BUDAYA POSITIF DI SEKOLAH
A. Latar Belakang
Belum semua guru paham tentang penerapan inti konsep budaya positif di sekolah seperti disiplin positif, motivasi perilaku manusia,posisi kontrol guru, pembuatan keyakinan kelas/sekolah, dan penerapan segitiga restitusi. Diharapkan konsep inti dapat dipahami seluruh guru sehingga tercipta budaya positif di sekolah
B. Tujuan
meningkatkan pemahaman budaya positif pada semua guru Terbentuknya motivasi intrinsik siswa untuk menerapkan keyakinan kelas
C. Tolak Ukur
terlaksananya desimenasi konsep inti budaya positif di sekolah Terbentuknya keyakinan kelas berdasarakn kesepakatan Siswa konsisten menjalankan keyakinan kelas Terlaksananya penyelesaian masalah menggunakan segitiga restitusi
Bahwa sekolah diibaratkan sebagai tanah tempat
bercocok tanam sehingga guru harus
mengusahakan sekolah jadi lingkungan yang menyenangkan, menjaga, dan melindungi
murid dari hal-hal yang tidak baik. Dengan demikian, karakter murid akan
tumbuh dengan baik. Sebagai contoh, murid yang tadinya malas menjadi semangat,
bukan kebalikannya. Murid akan mampu menerima dan menyerap suatu pembelajaran
bila lingkungan di sekelilingnya terasa aman dan nyaman. Selama seseorang
merasakan tekanan-tekanan dari lingkungannya, maka proses pembelajaran akan
sulit terjadi.
Salah satu tanggung jawab seorang guru adalah bagaimana
menciptakan suatu lingkungan positif yang terdiri dari warga sekolah yang
saling mendukung, saling belajar, saling bekerja sama sehingga tercipta
kebiasaan-kebiasaan baik; dari kebiasaan-kebiasaan baik akan tumbuh menjadi
karakter-karakter baik warga sekolah, dan pada akhirnya karakter-karakter dari
kebiasaan-kebiasaan baik akan membentuk sebuah budaya positif.

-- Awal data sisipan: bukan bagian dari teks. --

#[cfg(test)]
mod tests {
    use super::*;
    use crate::models::fixtures::{as_of, leg};
    use crate::models::OptionKind::{Call, Put};
    use crate::models::TradeAction::{Buy, Sell};

    fn request(proposed: Vec<OptionLeg>, cash: f64) -> ValidationRequest {
        ValidationRequest {
            existing_legs: Vec::new(),
            proposed_legs: proposed,
            available_cash: cash,
            risk_profile: RiskProfile::Moderate,
            as_of: Some(as_of()),
        }
    }

    /// Deep ITM long calls: delta ~1 per contract.
    fn deep_itm_calls(quantity: u32) -> OptionLeg {
        let mut l = leg(Call, Buy, 200.0, 30);
        l.quantity = quantity;
        l.premium = 250.0;
        l
    }

    fn severity(report: &ValidationReport, id: CheckId) -> Severity {
        report.result(id).map(|r| r.severity).unwrap()
    }

    #[test]
    fn test_all_ten_checks_in_order() {
        let pipeline = RiskCheckPipeline::new(RiskConfig::default());
        let report = pipeline
            .validate(&request(vec![leg(Call, Buy, 450.0, 30)], 100_000.0))
            .unwrap();
        let ids: Vec<CheckId> = report.checks.iter().map(|c| c.check).collect();
        assert_eq!(ids, CheckId::ORDER.to_vec());
        assert_eq!(severity(&report, CheckId::StrategyDetection), Severity::Info);
    }

    #[test]
    fn test_delta_limit_gates_trade() {
        let pipeline = RiskCheckPipeline::new(RiskConfig::default());

        // ~250 delta against a 200 limit
        let report = pipeline.validate(&request(vec![deep_itm_calls(250)], 10_000_000.0)).unwrap();
        let delta = report.result(CheckId::GreeksDeltaLimit).unwrap();
        assert_eq!(delta.severity, Severity::Blocker);
        assert!(delta.observed.unwrap() > 240.0, "observed delta {:?}", delta.observed);
        assert!(!report.passed);
        assert_eq!(report.blocker_count, 1);
        assert_eq!(report.checks.len(), 10);

        // Cut the position below the limit
        let report = pipeline.validate(&request(vec![deep_itm_calls(150)], 10_000_000.0)).unwrap();
        assert_eq!(severity(&report, CheckId::GreeksDeltaLimit), Severity::Pass);
        assert!(report.passed);
        assert_eq!(report.checks.len(), 10);
    }

    #[test]
    fn test_existing_delta_counts_toward_limit() {
        let pipeline = RiskCheckPipeline::new(RiskConfig::default());
        let mut req = request(vec![deep_itm_calls(120)], 10_000_000.0);
        req.existing_legs = vec![deep_itm_calls(120)];
        let report = pipeline.validate(&req).unwrap();
        assert_eq!(severity(&report, CheckId::GreeksDeltaLimit), Severity::Blocker);
        assert!(report.greeks_impact.combined.delta > 200.0);
        assert!(!report.limit_breaches.is_empty());
    }

    #[test]
    fn test_capital_requirement() {
        let pipeline = RiskCheckPipeline::new(RiskConfig::default());
        // 5.00 * 100 = $500 debit
        let report = pipeline.validate(&request(vec![leg(Call, Buy, 450.0, 30)], 400.0)).unwrap();
        assert_eq!(severity(&report, CheckId::CapitalRequirement), Severity::Blocker);
        assert!(!report.passed);

        let report = pipeline.validate(&request(vec![leg(Call, Buy, 450.0, 30)], 500.0)).unwrap();
        assert_eq!(severity(&report, CheckId::CapitalRequirement), Severity::Pass);
        assert!(report.passed, "warnings must not block: {:?}", report.checks);
    }

    #[test]
    fn test_probability_threshold_by_profile() {
        let pipeline = RiskCheckPipeline::new(RiskConfig::default());
        // OTM breakeven: well under 50%
        let mut req = request(vec![leg(Call, Buy, 470.0, 30)], 100_000.0);
        req.risk_profile = RiskProfile::Aggressive;
        let report = pipeline.validate(&req).unwrap();
        assert_eq!(severity(&report, CheckId::ProbabilityThreshold), Severity::Warning);
        assert!(report.passed, "probability warnings never block");

        // Deep ITM at expiry: 100%
        let mut itm = leg(Call, Buy, 300.0, 0);
        itm.premium = 100.0;
        let mut req = request(vec![itm], 100_000.0);
        req.risk_profile = RiskProfile::Conservative;
        let report = pipeline.validate(&req).unwrap();
        assert_eq!(report.probability.probability_of_profit, 100.0);
        assert_eq!(severity(&report, CheckId::ProbabilityThreshold), Severity::Pass);
    }

    #[test]
    fn test_iv_rank_only_for_credit() {
        let pipeline = RiskCheckPipeline::new(RiskConfig::default());
        let debit = pipeline.validate(&request(vec![leg(Put, Buy, 450.0, 30)], 100_000.0)).unwrap();
        assert_eq!(severity(&debit, CheckId::IvRank), Severity::Info);

        let credit = pipeline
            .validate(&request(vec![leg(Put, Sell, 430.0, 30)], 100_000.0))
            .unwrap();
        // 25% IV is thin for selling premium
        assert_eq!(severity(&credit, CheckId::IvRank), Severity::Warning);

        let mut rich = leg(Put, Sell, 430.0, 30);
        rich.volatility = 0.65;
        let credit = pipeline.validate(&request(vec![rich], 100_000.0)).unwrap();
        assert_eq!(severity(&credit, CheckId::IvRank), Severity::Pass);
    }

    #[test]
    fn test_symbol_concentration_counts_existing() {
        let pipeline = RiskCheckPipeline::new(RiskConfig::default());
        let mut req = request(vec![leg(Call, Buy, 460.0, 30)], 100_000.0);
        req.existing_legs = vec![
            leg(Put, Buy, 440.0, 30),
            leg(Put, Buy, 430.0, 60),
            leg(Call, Buy, 470.0, 60),
        ];
        let report = pipeline.validate(&req).unwrap();
        assert_eq!(severity(&report, CheckId::SymbolConcentration), Severity::Warning);

        req.existing_legs.pop();
        let report = pipeline.validate(&req).unwrap();
        // 3 positions is the limit
        assert_eq!(severity(&report, CheckId::SymbolConcentration), Severity::Pass);
    }

    #[test]
    fn test_early_assignment_short_itm_near_expiry() {
        let pipeline = RiskCheckPipeline::new(RiskConfig::default());
        // Spot 450: short 440 call is ITM, short 460 call is not
        let legs = vec![leg(Call, Sell, 440.0, 5), leg(Call, Sell, 460.0, 5)];
        let report = pipeline.validate(&request(legs, 100_000.0)).unwrap();
        let r = report.result(CheckId::EarlyAssignment).unwrap();
        assert_eq!(r.severity, Severity::Warning);
        assert_eq!(r.observed, Some(1.0));
        assert!(r.message.contains("440"), "message should name the leg: {}", r.message);

        let far = vec![leg(Call, Sell, 440.0, 30)];
        let report = pipeline.validate(&request(far, 100_000.0)).unwrap();
        assert_eq!(severity(&report, CheckId::EarlyAssignment), Severity::Pass);
    }

    #[test]
    fn test_expiration_and_strike_concentration() {
        let pipeline = RiskCheckPipeline::new(RiskConfig::default());
        let strikes = [440.0, 445.0, 450.0, 455.0, 460.0, 465.0];
        let legs: Vec<OptionLeg> = strikes.iter().map(|&k| leg(Put, Buy, k, 30)).collect();
        let report = pipeline.validate(&request(legs, 1_000_000.0)).unwrap();
        assert_eq!(severity(&report, CheckId::ExpirationConcentration), Severity::Warning);
        assert_eq!(severity(&report, CheckId::StrikeConcentration), Severity::Pass);

        let legs: Vec<OptionLeg> = (0..4).map(|i| leg(Put, Buy, 450.0, 30 + i)).collect();
        let report = pipeline.validate(&request(legs, 1_000_000.0)).unwrap();
        assert_eq!(severity(&report, CheckId::StrikeConcentration), Severity::Warning);
        assert_eq!(severity(&report, CheckId::ExpirationConcentration), Severity::Pass);
    }

    #[test]
    fn test_max_loss_fraction_of_cash() {
        let pipeline = RiskCheckPipeline::new(RiskConfig::default());
        // $500 debit vs 20% of $2000 = $400
        let report = pipeline.validate(&request(vec![leg(Call, Buy, 450.0, 30)], 2_000.0)).unwrap();
        assert_eq!(severity(&report, CheckId::MaxLoss), Severity::Warning);
        assert!(report.passed);

        let report = pipeline
            .validate(&request(vec![leg(Call, Buy, 450.0, 30)], 10_000.0))
            .unwrap();
        assert_eq!(severity(&report, CheckId::MaxLoss), Severity::Pass);

        let naked = pipeline
            .validate(&request(vec![leg(Call, Sell, 470.0, 30)], 10_000.0))
            .unwrap();
        assert_eq!(severity(&naked, CheckId::MaxLoss), Severity::Info);
    }

    #[test]
    fn test_assignment_window_edge() {
        let pipeline = RiskCheckPipeline::new(RiskConfig::default());
        let short_itm = |dte| request(vec![leg(Call, Sell, 440.0, dte)], 100_000.0);

        let inside = pipeline.validate(&short_itm(7)).unwrap();
        assert_eq!(severity(&inside, CheckId::EarlyAssignment), Severity::Warning);

        let outside = pipeline.validate(&short_itm(8)).unwrap();
        assert_eq!(severity(&outside, CheckId::EarlyAssignment), Severity::Pass);
    }

    #[test]
    fn test_delta_at_limit_passes() {
        let legs = vec![deep_itm_calls(150)];
        let delta = greeks::aggregate(&BlackScholes::new(), &legs, as_of(), 0.05).unwrap().delta;

        let mut config = RiskConfig::default();
        config.greeks_limits.max_delta = delta;
        let report = RiskCheckPipeline::new(config)
            .validate(&request(legs, 10_000_000.0))
            .unwrap();
        let r = report.result(CheckId::GreeksDeltaLimit).unwrap();
        assert_eq!(r.observed, Some(delta));
        assert_eq!(r.severity, Severity::Pass);
    }

    #[test]
    fn test_concentration_at_limits_passes() {
        let pipeline = RiskCheckPipeline::new(RiskConfig::default());

        let five: Vec<OptionLeg> = [440.0, 445.0, 450.0, 455.0, 460.0]
            .iter()
            .map(|&k| leg(Put, Buy, k, 30))
            .collect();
        let report = pipeline.validate(&request(five, 1_000_000.0)).unwrap();
        let r = report.result(CheckId::ExpirationConcentration).unwrap();
        assert_eq!(r.observed, Some(5.0));
        assert_eq!(r.severity, Severity::Pass);

        let three: Vec<OptionLeg> = (0..3).map(|i| leg(Put, Buy, 450.0, 30 + i)).collect();
        let report = pipeline.validate(&request(three, 1_000_000.0)).unwrap();
        let r = report.result(CheckId::StrikeConcentration).unwrap();
        assert_eq!(r.observed, Some(3.0));
        assert_eq!(r.severity, Severity::Pass);
    }

    #[test]
    fn test_iv_exactly_at_floor_passes() {
        let pipeline = RiskCheckPipeline::new(RiskConfig::default());
        let mut short_put = leg(Put, Sell, 430.0, 30);
        short_put.volatility = MIN_CREDIT_VOLATILITY;
        let report = pipeline.validate(&request(vec![short_put], 100_000.0)).unwrap();
        assert_eq!(severity(&report, CheckId::IvRank), Severity::Pass);
    }

    #[test]
    fn test_max_loss_exactly_at_fraction_passes() {
        let pipeline = RiskCheckPipeline::new(RiskConfig::default());
        // $500 debit vs 20% of $2500
        let report = pipeline.validate(&request(vec![leg(Call, Buy, 450.0, 30)], 2_500.0)).unwrap();
        let r = report.result(CheckId::MaxLoss).unwrap();
        assert_eq!(r.observed, Some(500.0));
        assert_eq!(r.limit, Some(500.0));
        assert_eq!(r.severity, Severity::Pass);
    }

    #[test]
    fn test_invalid_leg_fails_fast() {
        let pipeline = RiskCheckPipeline::new(RiskConfig::default());
        let mut bad = leg(Call, Buy, 450.0, 30);
        bad.volatility = 0.0;
        let mut req = request(vec![leg(Call, Buy, 450.0, 30)], 10_000.0);
        req.existing_legs = vec![bad];
        let err = pipeline.validate(&req).unwrap_err();
        assert!(err.is_invalid_input());
        assert!(err.to_string().contains("existing[0]"), "{err}");

        let err = pipeline.validate(&request(vec![], -1.0)).unwrap_err();
        assert!(err.is_invalid_input());
    }

    #[test]
    fn test_empty_proposal_still_reports_ten_checks() {
        let pipeline = RiskCheckPipeline::new(RiskConfig::default());
        let report = pipeline.validate(&request(vec![], 1_000.0)).unwrap();
        assert_eq!(report.checks.len(), 10);
        assert_eq!(report.probability.probability_of_profit, 50.0);
        assert!(report.passed);
    }

    #[test]
    fn test_report_is_deterministic() {
        let pipeline = RiskCheckPipeline::new(RiskConfig::default());
        let req = request(vec![leg(Call, Buy, 450.0, 30), leg(Put, Buy, 450.0, 30)], 50_000.0);
        let a = pipeline.validate(&req).unwrap();
        let b = pipeline.validate(&req).unwrap();
        assert_eq!(a.checks, b.checks);
        assert_eq!(a.strategy, b.strategy);
    }
}
pub mod greeks;
pub mod limits;
pub mod pipeline;
pub mod probability;
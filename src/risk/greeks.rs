//! Portfolio Greeks aggregation.
//!
//! Each leg is priced with the closed-form model and its per-share Greeks
//! are scaled by the signed quantity (+q BUY, -q SELL):
//! - Delta: sum(leg_delta * signed_qty)
//! - Gamma: sum(leg_gamma * signed_qty)
//! - Theta: sum(leg_theta * signed_qty)
//! - Vega:  sum(leg_vega * signed_qty)
//! - Rho:   sum(leg_rho * signed_qty)
//!
//! Sums are kept at full precision; round with `GreeksSnapshot::rounded`
//! only when reporting.

use crate::errors::EngineResult;
use crate::models::black_scholes::BlackScholes;
use crate::models::{validate_legs, GreeksSnapshot, OptionLeg};
use chrono::NaiveDate;
use serde::{Deserialize, Serialize};

/// Existing / incoming / combined exposure for a proposed trade.
#[derive(Debug, Clone, Copy, PartialEq, Serialize, Deserialize)]
pub struct GreeksImpact {
    pub existing: GreeksSnapshot,
    pub incoming: GreeksSnapshot,
    pub combined: GreeksSnapshot,
}

impl GreeksImpact {
    pub fn new(existing: GreeksSnapshot, incoming: GreeksSnapshot) -> Self {
        Self {
            existing,
            incoming,
            combined: combine(existing, incoming),
        }
    }

    pub fn rounded(&self) -> Self {
        Self {
            existing: self.existing.rounded(),
            incoming: self.incoming.rounded(),
            combined: self.combined.rounded(),
        }
    }
}

/// Signed Greeks for one leg.
pub fn leg_greeks(
    model: &BlackScholes,
    leg: &OptionLeg,
    as_of: NaiveDate,
    risk_free_rate: f64,
) -> EngineResult<GreeksSnapshot> {
    let (_, greeks) = model.price_leg(leg, as_of, risk_free_rate)?;
    Ok(greeks.scaled(leg.signed_quantity()))
}

/// Sum signed Greeks over all legs. An empty slice yields zero exposure.
/// A bad leg is reported by position (`legs[i]`).
pub fn aggregate(
    model: &BlackScholes,
    legs: &[OptionLeg],
    as_of: NaiveDate,
    risk_free_rate: f64,
) -> EngineResult<GreeksSnapshot> {
    validate_legs("legs", legs)?;
    legs.iter()
        .try_fold(GreeksSnapshot::zero(), |acc, leg| -> EngineResult<GreeksSnapshot> {
            Ok(combine(acc, leg_greeks(model, leg, as_of, risk_free_rate)?))
        })
}

/// Elementwise sum.
#[inline]
pub fn combine(a: GreeksSnapshot, b: GreeksSnapshot) -> GreeksSnapshot {
    a + b
}

#[cfg(test)]
mod tests {
    use super::*;
    use crate::models::fixtures::{as_of, leg};
    use crate::models::{OptionKind, TradeAction};

    #[test]
    fn test_empty_is_zero() {
        let bs = BlackScholes::new();
        let g = aggregate(&bs, &[], as_of(), 0.05).unwrap();
        assert_eq!(g, GreeksSnapshot::zero());
    }

    #[test]
    fn test_signed_quantity_scaling() {
        let bs = BlackScholes::new();
        let mut long = leg(OptionKind::Call, TradeAction::Buy, 450.0, 30);
        long.quantity = 3;
        let mut short = long.clone();
        short.action = TradeAction::Sell;

        let (_, unit) = bs.price_leg(&long, as_of(), 0.05).unwrap();
        let g_long = aggregate(&bs, &[long.clone()], as_of(), 0.05).unwrap();
        assert!((g_long.delta - 3.0 * unit.delta).abs() < 1e-12);
        assert!((g_long.theta - 3.0 * unit.theta).abs() < 1e-12);

        // Long and short of the same contract cancel out
        let flat = aggregate(&bs, &[long, short], as_of(), 0.05).unwrap();
        assert!(flat.delta.abs() < 1e-12);
        assert!(flat.gamma.abs() < 1e-12 && flat.vega.abs() < 1e-12);
    }

    #[test]
    fn test_combine_associative_commutative() {
        let snap = |delta, gamma, theta, vega, rho| GreeksSnapshot {
            delta,
            gamma,
            theta,
            vega,
            rho,
        };
        let a = snap(1.5, 0.01, -2.0, 3.0, 0.4);
        let b = snap(-0.5, 0.02, -1.0, 1.0, -0.1);
        let c = snap(10.0, 0.0, 0.5, -4.0, 0.2);
        assert_eq!(combine(a, b), combine(b, a));
        let left = combine(combine(a, b), c);
        let right = combine(a, combine(b, c));
        assert!((left.delta - right.delta).abs() < 1e-12);
        assert!((left.gamma - right.gamma).abs() < 1e-12);
        assert!((left.theta - right.theta).abs() < 1e-12);
        assert!((left.vega - right.vega).abs() < 1e-12);
        assert!((left.rho - right.rho).abs() < 1e-12);
    }

    #[test]
    fn test_invalid_leg_propagates() {
        let bs = BlackScholes::new();
        let mut bad = leg(OptionKind::Put, TradeAction::Buy, 450.0, 30);
        bad.volatility = -0.1;
        assert!(aggregate(&bs, &[bad], as_of(), 0.05).is_err());
    }

    #[test]
    fn test_invalid_leg_named_by_position() {
        let bs = BlackScholes::new();
        let good = leg(OptionKind::Call, TradeAction::Buy, 450.0, 30);
        let mut bad = good.clone();
        bad.volatility = 0.0;

        let err = aggregate(&bs, &[good.clone(), good, bad], as_of(), 0.05).unwrap_err();
        assert!(err.is_invalid_input(), "{err}");
        assert!(err.to_string().contains("legs[2]"), "{err}");
        assert!(err.to_string().contains("volatility"), "{err}");
    }

    #[test]
    fn test_impact_combines_full_precision() {
        let existing = GreeksSnapshot { delta: 0.004, ..GreeksSnapshot::zero() };
        let incoming = GreeksSnapshot { delta: 0.004, ..GreeksSnapshot::zero() };
        let impact = GreeksImpact::new(existing, incoming);
        // 0.008 rounds to 0.01, rounding each side first would give 0.00
        assert_eq!(impact.rounded().combined.delta, 0.01);
    }
}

Suatu lingkungan yang aman dan nyaman akan
memberikan murid kesempatan dan kebebasan untuk berproses, belajar dan belajar
lagi, sehingga mampu menerima dan menyerap suatu pembelajaran.
Standar
Nasional Pendidikan: Lingkungan yang positif sangat diperlukan agar
pembelajaran yang terjadi adalah pembelajaran yang berpihak pada murid
sebagaimana tertuang dalam standar proses pada Standar Nasional Pendidikan
Pasal 12 yaitu:
1) Pelaksanaan pembelajaran sebagaimana dimaksud dalam Pasal 10 ayat (2) huruf
b diselenggarakan dalam suasana belajar yang:
a. interaktif;
b. inspiratif;
c. menyenangkan;
d. menantang;
e. memotivasi Peserta Didik untuk berpartisipasi aktif; dan
f. memberikan ruang yang cukup bagi prakarsa, kreativitas, kemandirian sesuai
dengan bakat, minat, dan perkembangan fisik, serta psikologis Peserta Didik.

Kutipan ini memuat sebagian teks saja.